SKUs are your natural deduplication key, and duplicate SKUs are the most common error in product catalog imports. Duplicates appear both within a single import file (a product listed twice with different variant data) and across import sessions (re-importing a catalog to update prices without intending to create new products).

Validate SKU uniqueness in two passes: first within the file, then against your database. A within-file duplicate means the supplier sent inconsistent data — you need to surface this error before inserting anything. A database duplicate means this is an update scenario — you should upsert, not insert.

Two-pass SKU deduplication
async function validateAndDeduplicateSkus(products) {
  const errors = [];
  const warnings = [];

  // Pass 1: within-file uniqueness
  const skuSet = new Set();
  for (const product of products) {
    if (skuSet.has(product.sku)) {
      errors.push({ sku: product.sku, message: 'Duplicate parent SKU in this file' });
    }
    skuSet.add(product.sku);

    const variantSkuSet = new Set();
    for (const variant of product.variants) {
      if (variantSkuSet.has(variant.sku)) {
        errors.push({ sku: variant.sku, message: `Duplicate variant SKU in product ${product.sku}` });
      }
      if (skuSet.has(variant.sku) && variant.sku !== product.sku) {
        errors.push({ sku: variant.sku, message: 'Variant SKU conflicts with a parent SKU' });
      }
      variantSkuSet.add(variant.sku);
      skuSet.add(variant.sku);
    }
  }

  if (errors.length > 0) return { valid: false, errors };

  // Pass 2: check against database
  const allSkus = [...skuSet];
  const { rows: existingSkus } = await pool.query(
    `SELECT sku FROM products WHERE sku = ANY($1)
     UNION ALL
     SELECT sku FROM product_variants WHERE sku = ANY($1)`,
    [allSkus]
  );

  const existingSet = new Set(existingSkus.map((r) => r.sku));
  for (const sku of allSkus) {
    if (existingSet.has(sku)) {
      warnings.push({ sku, message: 'Existing record — will be updated (upsert)' });
    }
  }

  return { valid: true, errors: [], warnings };
}

5Image URL Validation

Product images arrive as URLs in the import file. Before you accept an import, validate that the URLs are well-formed and optionally reachable. A broken image URL creates a product with a missing image — visible to customers and hard to track down at scale.
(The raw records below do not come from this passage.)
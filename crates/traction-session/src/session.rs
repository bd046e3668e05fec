//! Streaming session orchestration.
//!
//! A `Session` owns the running transcript, the segment history, the dedup
//! ledger, and the extracted items for one stream. It consumes chunks from
//! a `ChunkSource`, lets the aggregator and scheduler decide segment and
//! pass boundaries, and guarantees one final extraction pass at stop.

use std::sync::Mutex;
use std::time::Duration;

use tokio::sync::Notify;
use tracing::{debug, error, info, warn};

use traction_core::config::{ExtractionConfig, SessionConfig};
use traction_core::types::{ActionItem, SessionId, StreamChunk, Timestamp, TranscriptSegment};
use traction_extract::{DedupLedger, Extractor};

use crate::aggregator::ChunkAggregator;
use crate::error::SessionError;
use crate::scheduler::PassScheduler;
use crate::source::ChunkSource;
use crate::state::{SessionState, StateMachine};

/// Mutable per-stream context: everything that resets when a new stream
/// starts.
#[derive(Debug, Default)]
pub struct SessionContext {
    /// Full running transcript, including text not yet flushed to a segment.
    pub transcript: String,
    /// Ordered, append-only flushed segments.
    pub history: Vec<TranscriptSegment>,
    /// Texts already emitted this stream.
    pub ledger: DedupLedger,
    /// Items extracted so far, in emission order.
    pub items: Vec<ActionItem>,
}

impl SessionContext {
    fn clear(&mut self) {
        self.transcript.clear();
        self.history.clear();
        self.ledger.clear();
        self.items.clear();
    }
}

/// Drives one transcript stream through its lifecycle.
///
/// All interior state sits behind mutexes so a `Session` can be shared
/// between the stream loop and observers via `Arc`.
pub struct Session {
    id: SessionId,
    state: StateMachine,
    ctx: Mutex<SessionContext>,
    aggregator: Mutex<ChunkAggregator>,
    extractor: Extractor,
    scheduler: PassScheduler,
    stop_notify: Notify,
    stop_timeout: Duration,
}

impl Session {
    pub fn new(session_cfg: &SessionConfig, extraction_cfg: &ExtractionConfig) -> Self {
        Self {
            id: SessionId::new(),
            state: StateMachine::new(),
            ctx: Mutex::new(SessionContext::default()),
            aggregator: Mutex::new(ChunkAggregator::new(
                session_cfg.flush_gap_ms,
                session_cfg.flush_max_chars,
            )),
            extractor: Extractor::new(),
            scheduler: PassScheduler::new(
                extraction_cfg.min_transcript_chars,
                extraction_cfg.trigger_modulus,
                extraction_cfg.trigger_window,
            ),
            stop_notify: Notify::new(),
            stop_timeout: Duration::from_secs(session_cfg.stop_timeout_secs),
        }
    }

    pub fn id(&self) -> SessionId {
        self.id
    }

    pub fn state(&self) -> SessionState {
        self.state.current()
    }

    /// Consume chunks from `source` until it ends or a stop is requested,
    /// then run the final extraction pass and return to Idle.
    ///
    /// A source error abandons the stream: the state is forced back to Idle
    /// without a final pass, and the error is returned.
    pub async fn run(&self, mut source: impl ChunkSource) -> Result<(), SessionError> {
        self.begin()?;
        info!(session = %self.id, "Session streaming");

        loop {
            tokio::select! {
                _ = self.stop_notify.notified() => {
                    self.state.transition(SessionState::Stopping)?;
                    let drained = tokio::time::timeout(self.stop_timeout, async {
                        source.close().await?;
                        while let Some(chunk) = source.next_chunk().await? {
                            self.ingest(&chunk, Timestamp::now())?;
                        }
                        Ok::<(), SessionError>(())
                    })
                    .await;
                    match drained {
                        Ok(Ok(())) => {}
                        Ok(Err(err)) => warn!(%err, "Error draining source at stop"),
                        Err(_) => {
                            warn!(
                                timeout_secs = self.stop_timeout.as_secs(),
                                "Source did not drain in time; forcing session to Idle"
                            );
                            self.state.reset();
                            return Ok(());
                        }
                    }
                    break;
                }
                chunk = source.next_chunk() => {
                    match chunk {
                        Ok(Some(chunk)) => {
                            self.ingest(&chunk, Timestamp::now())?;
                        }
                        Ok(None) => break,
                        Err(err) => {
                            error!(%err, "Stream error; abandoning session");
                            self.state.reset();
                            return Err(err);
                        }
                    }
                }
            }
        }

        self.finish(Timestamp::now())
    }

    /// Request an orderly stop of a running stream. No-op unless streaming.
    pub fn stop(&self) {
        if self.state.current() == SessionState::Streaming {
            self.stop_notify.notify_one();
        }
    }

    /// Abandon the stream immediately, skipping the drain and final pass.
    pub fn force_stop(&self) {
        self.state.reset();
    }

    /// Discard the transcript, history, ledger, and extracted items.
    pub fn clear(&self) {
        self.ctx.lock().expect("Session context mutex poisoned").clear();
        info!(session = %self.id, "Session cleared");
    }

    /// Snapshot of all items extracted so far.
    pub fn items(&self) -> Vec<ActionItem> {
        self.ctx
            .lock()
            .expect("Session context mutex poisoned")
            .items
            .clone()
    }

    /// Drain the extracted items, leaving the session's list empty.
    pub fn take_items(&self) -> Vec<ActionItem> {
        std::mem::take(
            &mut self
                .ctx
                .lock()
                .expect("Session context mutex poisoned")
                .items,
        )
    }

    /// Snapshot of the flushed segment history.
    pub fn history(&self) -> Vec<TranscriptSegment> {
        self.ctx
            .lock()
            .expect("Session context mutex poisoned")
            .history
            .clone()
    }

    pub fn transcript_len(&self) -> usize {
        self.ctx
            .lock()
            .expect("Session context mutex poisoned")
            .transcript
            .len()
    }

    /// Move to Streaming, discarding any results from the previous stream.
    fn begin(&self) -> Result<(), SessionError> {
        if self.state.current() != SessionState::Idle {
            warn!(state = %self.state.current(), "Starting over a live session");
            self.state.reset();
        }
        self.state.transition(SessionState::Streaming)?;
        self.ctx.lock().expect("Session context mutex poisoned").clear();
        Ok(())
    }

    /// Feed one chunk: extend the transcript, let the aggregator flush, and
    /// run an extraction pass when the scheduler says so.
    ///
    /// Returns the items this chunk's pass emitted, which is usually empty.
    fn ingest(
        &self,
        chunk: &StreamChunk,
        now: Timestamp,
    ) -> Result<Vec<ActionItem>, SessionError> {
        if self.state.current() == SessionState::Idle {
            return Err(SessionError::NotStreaming);
        }

        let mut ctx = self.ctx.lock().expect("Session context mutex poisoned");
        ctx.transcript.push_str(&chunk.text);

        let flushed = self
            .aggregator
            .lock()
            .expect("Aggregator mutex poisoned")
            .push(chunk, now);
        ctx.history.extend(flushed);

        if self.scheduler.should_trigger(ctx.transcript.len()) {
            let emitted = self.run_pass(&mut ctx, now);
            return Ok(emitted);
        }
        Ok(Vec::new())
    }

    /// Flush the buffered remainder, run the final pass, and return to Idle.
    fn finish(&self, now: Timestamp) -> Result<(), SessionError> {
        if self.state.current() == SessionState::Streaming {
            self.state.transition(SessionState::Stopping)?;
        }

        let mut ctx = self.ctx.lock().expect("Session context mutex poisoned");
        let remainder = self
            .aggregator
            .lock()
            .expect("Aggregator mutex poisoned")
            .force_flush(now);
        if let Some(segment) = remainder {
            ctx.history.push(segment);
        }

        let emitted = self.run_pass(&mut ctx, now);
        info!(
            session = %self.id,
            new_items = emitted.len(),
            total_items = ctx.items.len(),
            "Final extraction pass complete"
        );
        drop(ctx);

        self.state.transition(SessionState::Idle)
    }

    /// Run one extraction pass over the current transcript and record the
    /// emitted items.
    fn run_pass(&self, ctx: &mut SessionContext, now: Timestamp) -> Vec<ActionItem> {
        let today = now.to_datetime().date_naive();
        let SessionContext {
            transcript,
            ledger,
            items,
            ..
        } = ctx;
        let emitted = self.extractor.extract(transcript, today, ledger);
        if !emitted.is_empty() {
            debug!(count = emitted.len(), "Extraction pass emitted items");
        }
        items.extend(emitted.iter().cloned());
        emitted
    }
}
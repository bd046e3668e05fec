//! Sequential submission of pending action items.

use tracing::{info, warn};

use traction_core::types::{ActionItem, ItemStatus};

use crate::sink::TaskSink;
use crate::types::TaskSubmission;

/// Per-batch outcome counts.
#[derive(Debug, Clone, Copy, Default, PartialEq, Eq)]
pub struct SubmissionSummary {
    pub sent: usize,
    pub failed: usize,
    pub skipped: usize,
}

/// Walks a batch of items and submits each pending one in order.
///
/// Submission is strictly sequential, and a rejected item never aborts the
/// batch: its status and error detail are recorded and the walk moves on.
/// Items already sent, or already marked failed, are skipped.
pub struct SubmissionQueue<S: TaskSink> {
    sink: S,
    source_label: String,
}

impl<S: TaskSink> SubmissionQueue<S> {
    pub fn new(sink: S, source_label: impl Into<String>) -> Self {
        Self {
            sink,
            source_label: source_label.into(),
        }
    }

    /// Submit every pending item, mutating statuses in place.
    pub async fn submit_pending(&self, items: &mut [ActionItem]) -> SubmissionSummary {
        let mut summary = SubmissionSummary::default();

        for item in items.iter_mut() {
            if item.status != ItemStatus::Pending {
                summary.skipped += 1;
                continue;
            }
            let task = TaskSubmission::from_item(item, &self.source_label);
            match self.sink.submit(&task).await {
                Ok(()) => {
                    item.status = ItemStatus::Sent;
                    item.error_detail = None;
                    summary.sent += 1;
                    info!(title = %item.text, "Task submitted");
                }
                Err(err) => {
                    item.status = ItemStatus::Error;
                    item.error_detail = Some(err.to_string());
                    summary.failed += 1;
                    warn!(title = %item.text, %err, "Task submission failed");
                }
            }
        }

        info!(
            sent = summary.sent,
            failed = summary.failed,
            skipped = summary.skipped,
            "Submission batch complete"
        );
        summary
    }
}
//! Extraction pipeline: scan, enrich, dedup, emit.

use chrono::NaiveDate;
use tracing::debug;

use traction_core::types::ActionItem;

use crate::infer::infer;
use crate::ledger::DedupLedger;
use crate::patterns::PatternSet;

/// Runs one extraction pass over a transcript and emits the action items
/// not yet recorded in the ledger.
///
/// A pass is synchronous and reentrant: invoking it repeatedly against a
/// growing transcript has no effect beyond ledger and item emission, so the
/// incremental scheduler may call it as often as it likes.
pub struct Extractor {
    patterns: PatternSet,
}

impl Default for Extractor {
    fn default() -> Self {
        Self::new()
    }
}

impl Extractor {
    pub fn new() -> Self {
        Self {
            patterns: PatternSet::new(),
        }
    }

    /// Scan the whole transcript and emit items for candidates the ledger
    /// has not seen. Each emitted text is recorded before the next candidate
    /// is considered, so duplicates within one pass also collapse.
    pub fn extract(
        &self,
        transcript: &str,
        today: NaiveDate,
        ledger: &mut DedupLedger,
    ) -> Vec<ActionItem> {
        let mut emitted = Vec::new();

        for candidate in self.patterns.scan(transcript) {
            if ledger.seen(&candidate) {
                continue;
            }
            let attrs = infer(&candidate, today);
            ledger.record(&candidate);
            debug!(text = %candidate, assignee = %attrs.assignee, "Action item extracted");
            emitted.push(ActionItem::new(candidate, attrs.assignee, attrs.due_date));
        }

        emitted
    }
}
use thiserror::Error;

/// Top-level error type for the Traction system.
///
/// Each variant wraps a subsystem-specific error. Subsystem crates define their
/// own error types and implement `From<SubsystemError> for TractionError` so
/// that the `?` operator works seamlessly across crate boundaries.
#[derive(Debug, Error)]
#[non_exhaustive]
pub enum TractionError {
    #[error("Configuration error: {0}")]
    Config(String),

    #[error("Stream error: {0}")]
    Stream(String),

    #[error("Submission error: {0}")]
    Submission(String),

    #[error("Session error: {0}")]
    Session(String),

    #[error("I/O error: {0}")]
    Io(#[from] std::io::Error),

    #[error("Serialization error: {0}")]
    Serialization(String),
}

impl From<toml::de::Error> for TractionError {
    fn from(err: toml::de::Error) -> Self {
        TractionError::Config(err.to_string())
    }
}

impl From<toml::ser::Error> for TractionError {
    fn from(err: toml::ser::Error) -> Self {
        TractionError::Config(err.to_string())
    }
}

impl From<serde_json::Error> for TractionError {
    fn from(err: serde_json::Error) -> Self {
        TractionError::Serialization(err.to_string())
    }
}

/// A specialized `Result` type for Traction operations.
pub type Result<T> = std::result::Result<T, TractionError>;
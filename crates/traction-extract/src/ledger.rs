//! Session-scoped dedup ledger for emitted candidate texts.

use std::collections::HashSet;

/// Records every emitted action-item text, lower-cased, for the life of a
/// session.
///
/// Keyed by exact text only: near-duplicate phrasings (different punctuation,
/// extra words) are distinct entries and will both be emitted. Entries are
/// never evicted; the ledger is cleared only together with the transcript.
#[derive(Debug, Default)]
pub struct DedupLedger {
    seen: HashSet<String>,
}

impl DedupLedger {
    pub fn new() -> Self {
        Self::default()
    }

    /// Whether this text has been emitted before, case-insensitively.
    pub fn seen(&self, text: &str) -> bool {
        self.seen.contains(&text.to_lowercase())
    }

    /// Record a text as emitted.
    pub fn record(&mut self, text: &str) {
        self.seen.insert(text.to_lowercase());
    }

    /// Forget everything. Invoked only when the whole session is cleared.
    pub fn clear(&mut self) {
        self.seen.clear();
    }

    pub fn len(&self) -> usize {
        self.seen.len()
    }

    pub fn is_empty(&self) -> bool {
        self.seen.is_empty()
    }
}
Async image URL validation
const { URL } = require('url');

async function validateImageUrls(products, options = {}) {
  const { checkReachability = false, timeout = 3000 } = options;
  const errors = [];

  const allImages = products.flatMap((p) =>
    p.images.map((img) => ({ sku: p.sku, url: img.url }))
  );

  for (const { sku, url } of allImages) {
    // Format check
    try {
      const parsed = new URL(url);
      if (!['http:', 'https:'].includes(parsed.protocol)) {
        errors.push({ sku, url, message: 'Image URL must use http or https' });
        continue;
      }
    } catch {
      errors.push({ sku, url, message: 'Invalid image URL format' });
      continue;
    }

    // Optional reachability check (run in parallel, capped at N concurrent)
    if (checkReachability) {
      try {
        const controller = new AbortController();
        const timer = setTimeout(() => controller.abort(), timeout);
        const res = await fetch(url, { method: 'HEAD', signal: controller.signal });
        clearTimeout(timer);
        if (!res.ok) {
          errors.push({ sku, url, message: `Image URL returned HTTP ${res.status}` });
        }
      } catch {
        errors.push({ sku, url, message: 'Image URL is not reachable' });
      }
    }
  }

  return errors;
}

💡 Pro tip

Reachability checks on image URLs add significant latency to the import validation step — a 500-product catalog with 3 images each means 1,500 HTTP requests. Only run HEAD checks if your import flow can tolerate 15-30 seconds of validation time, or run them async after the import completes and flag products with broken images in the UI.

6Category Hierarchy: Normalizing Free-Text Paths

Category paths arrive as free text in almost every catalog format: 'Apparel > Tops > T-Shirts', 'Apparel/Tops/T-Shirts', 'APPAREL :: TOPS :: T-SHIRTS'. Before inserting, normalize to a consistent delimiter and casing, and optionally validate against your existing category tree.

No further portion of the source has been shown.